- _INSTRUCTIONS TO FOLLOW_:
Across the records below, how many lines contain the string "types"? Give the number by itself.

MATERIAL PROVIDED below:

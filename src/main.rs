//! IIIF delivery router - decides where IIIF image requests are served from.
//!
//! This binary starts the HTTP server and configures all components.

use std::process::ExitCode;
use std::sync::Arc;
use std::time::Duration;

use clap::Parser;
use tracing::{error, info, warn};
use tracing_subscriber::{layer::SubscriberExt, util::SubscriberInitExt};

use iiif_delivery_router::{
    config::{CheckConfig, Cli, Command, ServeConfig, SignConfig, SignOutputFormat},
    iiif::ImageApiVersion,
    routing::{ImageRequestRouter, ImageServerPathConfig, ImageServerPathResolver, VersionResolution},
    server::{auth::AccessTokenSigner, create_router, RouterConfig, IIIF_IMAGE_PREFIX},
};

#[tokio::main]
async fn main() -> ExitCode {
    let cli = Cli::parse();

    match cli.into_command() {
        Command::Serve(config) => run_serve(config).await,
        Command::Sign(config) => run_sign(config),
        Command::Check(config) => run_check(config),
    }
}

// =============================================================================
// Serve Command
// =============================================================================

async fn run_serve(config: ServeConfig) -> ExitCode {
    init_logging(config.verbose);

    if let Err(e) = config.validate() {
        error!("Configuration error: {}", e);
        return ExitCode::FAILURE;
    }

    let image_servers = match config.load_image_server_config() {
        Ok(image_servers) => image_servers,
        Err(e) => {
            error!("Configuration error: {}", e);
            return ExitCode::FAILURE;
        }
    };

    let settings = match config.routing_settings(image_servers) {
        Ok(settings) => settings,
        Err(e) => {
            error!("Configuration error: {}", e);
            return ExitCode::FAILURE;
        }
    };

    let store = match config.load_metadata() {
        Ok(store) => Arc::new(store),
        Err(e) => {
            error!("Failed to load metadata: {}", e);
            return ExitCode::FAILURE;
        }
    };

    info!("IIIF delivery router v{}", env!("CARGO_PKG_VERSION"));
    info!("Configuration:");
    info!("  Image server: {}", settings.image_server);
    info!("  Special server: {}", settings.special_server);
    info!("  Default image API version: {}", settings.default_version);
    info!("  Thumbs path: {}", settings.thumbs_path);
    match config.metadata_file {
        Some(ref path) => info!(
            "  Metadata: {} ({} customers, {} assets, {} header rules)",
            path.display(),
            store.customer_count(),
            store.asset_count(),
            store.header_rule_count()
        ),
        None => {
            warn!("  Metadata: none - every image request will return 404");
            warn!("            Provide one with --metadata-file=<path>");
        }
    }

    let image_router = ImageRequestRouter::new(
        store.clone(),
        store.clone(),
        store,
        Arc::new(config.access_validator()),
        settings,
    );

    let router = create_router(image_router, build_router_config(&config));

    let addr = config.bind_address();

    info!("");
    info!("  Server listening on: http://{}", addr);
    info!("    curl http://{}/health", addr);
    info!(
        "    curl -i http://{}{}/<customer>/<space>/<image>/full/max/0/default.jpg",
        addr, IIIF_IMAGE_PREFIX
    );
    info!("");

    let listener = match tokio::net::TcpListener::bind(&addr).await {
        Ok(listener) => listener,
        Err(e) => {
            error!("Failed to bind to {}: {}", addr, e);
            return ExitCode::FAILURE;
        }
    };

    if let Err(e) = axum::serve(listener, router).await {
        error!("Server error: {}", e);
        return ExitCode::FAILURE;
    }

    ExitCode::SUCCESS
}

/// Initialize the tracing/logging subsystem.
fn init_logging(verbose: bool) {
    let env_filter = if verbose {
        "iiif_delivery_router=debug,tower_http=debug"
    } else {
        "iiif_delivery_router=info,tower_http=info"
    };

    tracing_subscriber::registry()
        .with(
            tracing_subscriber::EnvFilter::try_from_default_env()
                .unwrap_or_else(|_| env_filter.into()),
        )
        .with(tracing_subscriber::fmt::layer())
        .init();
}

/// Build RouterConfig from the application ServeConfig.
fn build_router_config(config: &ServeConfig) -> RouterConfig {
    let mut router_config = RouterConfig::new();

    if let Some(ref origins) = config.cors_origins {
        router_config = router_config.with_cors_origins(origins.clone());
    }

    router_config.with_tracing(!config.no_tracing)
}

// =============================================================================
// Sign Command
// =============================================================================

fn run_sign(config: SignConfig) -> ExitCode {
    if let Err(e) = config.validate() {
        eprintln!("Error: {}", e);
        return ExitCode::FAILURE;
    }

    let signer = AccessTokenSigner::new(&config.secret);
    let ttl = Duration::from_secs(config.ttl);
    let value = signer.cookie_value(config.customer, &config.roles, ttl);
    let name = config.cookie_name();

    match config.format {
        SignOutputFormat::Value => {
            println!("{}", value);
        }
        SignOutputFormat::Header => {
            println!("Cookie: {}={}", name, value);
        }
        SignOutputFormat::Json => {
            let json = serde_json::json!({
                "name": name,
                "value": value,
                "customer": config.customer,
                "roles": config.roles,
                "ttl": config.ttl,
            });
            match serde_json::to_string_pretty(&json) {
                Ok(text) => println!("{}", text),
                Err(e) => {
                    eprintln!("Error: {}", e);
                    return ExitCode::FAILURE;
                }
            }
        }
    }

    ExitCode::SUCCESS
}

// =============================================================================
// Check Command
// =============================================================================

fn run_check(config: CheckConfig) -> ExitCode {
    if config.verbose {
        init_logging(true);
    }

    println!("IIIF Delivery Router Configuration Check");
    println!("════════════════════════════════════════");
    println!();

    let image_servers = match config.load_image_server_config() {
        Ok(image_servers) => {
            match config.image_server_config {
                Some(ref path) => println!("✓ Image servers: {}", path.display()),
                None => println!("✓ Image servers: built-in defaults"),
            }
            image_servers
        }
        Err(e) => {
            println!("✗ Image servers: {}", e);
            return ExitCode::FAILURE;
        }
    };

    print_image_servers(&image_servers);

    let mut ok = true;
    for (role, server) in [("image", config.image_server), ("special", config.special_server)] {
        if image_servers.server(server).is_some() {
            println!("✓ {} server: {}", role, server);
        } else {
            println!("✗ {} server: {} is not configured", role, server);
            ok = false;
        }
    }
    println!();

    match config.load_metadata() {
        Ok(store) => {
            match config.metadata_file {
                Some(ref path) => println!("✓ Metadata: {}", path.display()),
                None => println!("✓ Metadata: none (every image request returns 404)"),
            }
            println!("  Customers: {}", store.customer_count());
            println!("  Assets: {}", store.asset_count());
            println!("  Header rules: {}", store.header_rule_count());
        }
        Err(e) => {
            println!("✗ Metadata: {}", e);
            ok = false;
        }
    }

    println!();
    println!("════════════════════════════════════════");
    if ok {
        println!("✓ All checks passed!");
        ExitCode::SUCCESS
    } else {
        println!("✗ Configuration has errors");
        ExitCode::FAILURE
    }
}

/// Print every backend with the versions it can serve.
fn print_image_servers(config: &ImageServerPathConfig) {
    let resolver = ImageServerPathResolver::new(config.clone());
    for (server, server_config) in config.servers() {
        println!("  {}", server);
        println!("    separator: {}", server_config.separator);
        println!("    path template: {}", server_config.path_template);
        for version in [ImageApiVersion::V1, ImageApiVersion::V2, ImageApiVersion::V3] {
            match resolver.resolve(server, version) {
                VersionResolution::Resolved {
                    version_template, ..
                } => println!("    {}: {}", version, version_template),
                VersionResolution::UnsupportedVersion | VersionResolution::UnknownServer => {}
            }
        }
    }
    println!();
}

End of MATERIAL PROVIDED.
MATERIAL PROVIDED below:

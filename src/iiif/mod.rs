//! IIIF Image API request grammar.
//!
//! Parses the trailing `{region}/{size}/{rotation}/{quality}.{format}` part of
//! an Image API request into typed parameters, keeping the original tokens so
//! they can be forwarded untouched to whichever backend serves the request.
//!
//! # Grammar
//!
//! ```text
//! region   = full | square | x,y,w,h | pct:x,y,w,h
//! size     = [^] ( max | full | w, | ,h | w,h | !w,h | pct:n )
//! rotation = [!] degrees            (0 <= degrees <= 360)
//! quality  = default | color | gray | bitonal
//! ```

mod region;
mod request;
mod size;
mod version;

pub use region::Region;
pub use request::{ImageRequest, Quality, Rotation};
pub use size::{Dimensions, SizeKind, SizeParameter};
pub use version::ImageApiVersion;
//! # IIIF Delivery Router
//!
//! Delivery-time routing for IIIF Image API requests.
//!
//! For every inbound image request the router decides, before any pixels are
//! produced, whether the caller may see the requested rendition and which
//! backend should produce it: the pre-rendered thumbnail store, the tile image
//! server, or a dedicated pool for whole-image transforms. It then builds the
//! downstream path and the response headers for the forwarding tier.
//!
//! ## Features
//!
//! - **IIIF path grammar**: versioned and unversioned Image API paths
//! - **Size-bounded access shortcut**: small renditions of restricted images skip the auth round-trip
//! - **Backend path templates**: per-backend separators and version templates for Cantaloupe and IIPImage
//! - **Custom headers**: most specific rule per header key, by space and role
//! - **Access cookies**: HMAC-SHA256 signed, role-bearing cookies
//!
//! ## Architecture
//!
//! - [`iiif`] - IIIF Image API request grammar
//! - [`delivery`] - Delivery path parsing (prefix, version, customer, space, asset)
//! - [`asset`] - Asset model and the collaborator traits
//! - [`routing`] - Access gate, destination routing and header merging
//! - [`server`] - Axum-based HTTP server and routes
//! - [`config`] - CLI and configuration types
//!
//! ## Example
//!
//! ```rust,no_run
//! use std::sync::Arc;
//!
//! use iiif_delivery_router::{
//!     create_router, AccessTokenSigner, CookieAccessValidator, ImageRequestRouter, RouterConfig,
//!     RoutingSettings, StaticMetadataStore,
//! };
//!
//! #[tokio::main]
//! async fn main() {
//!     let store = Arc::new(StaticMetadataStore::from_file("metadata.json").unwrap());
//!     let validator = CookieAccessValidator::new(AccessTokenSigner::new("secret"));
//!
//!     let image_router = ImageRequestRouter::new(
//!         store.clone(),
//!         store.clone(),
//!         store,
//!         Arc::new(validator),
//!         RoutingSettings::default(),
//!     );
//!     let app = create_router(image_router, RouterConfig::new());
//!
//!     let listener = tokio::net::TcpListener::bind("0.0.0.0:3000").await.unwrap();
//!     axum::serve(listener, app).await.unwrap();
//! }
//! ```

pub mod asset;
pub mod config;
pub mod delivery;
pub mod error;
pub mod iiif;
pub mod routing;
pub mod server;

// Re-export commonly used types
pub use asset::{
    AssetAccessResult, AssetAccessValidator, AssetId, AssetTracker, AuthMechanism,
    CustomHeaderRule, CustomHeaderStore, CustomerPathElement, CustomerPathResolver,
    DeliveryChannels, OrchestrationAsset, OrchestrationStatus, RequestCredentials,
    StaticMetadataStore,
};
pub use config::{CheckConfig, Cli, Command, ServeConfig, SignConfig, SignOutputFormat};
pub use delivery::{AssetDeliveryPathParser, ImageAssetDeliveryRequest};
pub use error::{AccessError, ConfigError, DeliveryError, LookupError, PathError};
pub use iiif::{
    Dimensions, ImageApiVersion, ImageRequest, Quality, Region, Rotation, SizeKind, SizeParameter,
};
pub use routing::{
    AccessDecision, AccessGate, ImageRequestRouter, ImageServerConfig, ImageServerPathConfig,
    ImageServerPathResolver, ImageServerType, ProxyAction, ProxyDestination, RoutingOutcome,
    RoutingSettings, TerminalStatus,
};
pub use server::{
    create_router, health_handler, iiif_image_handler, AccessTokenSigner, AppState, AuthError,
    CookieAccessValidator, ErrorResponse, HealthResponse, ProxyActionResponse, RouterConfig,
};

End of MATERIAL PROVIDED.

- _ANSWER SECTION_:
2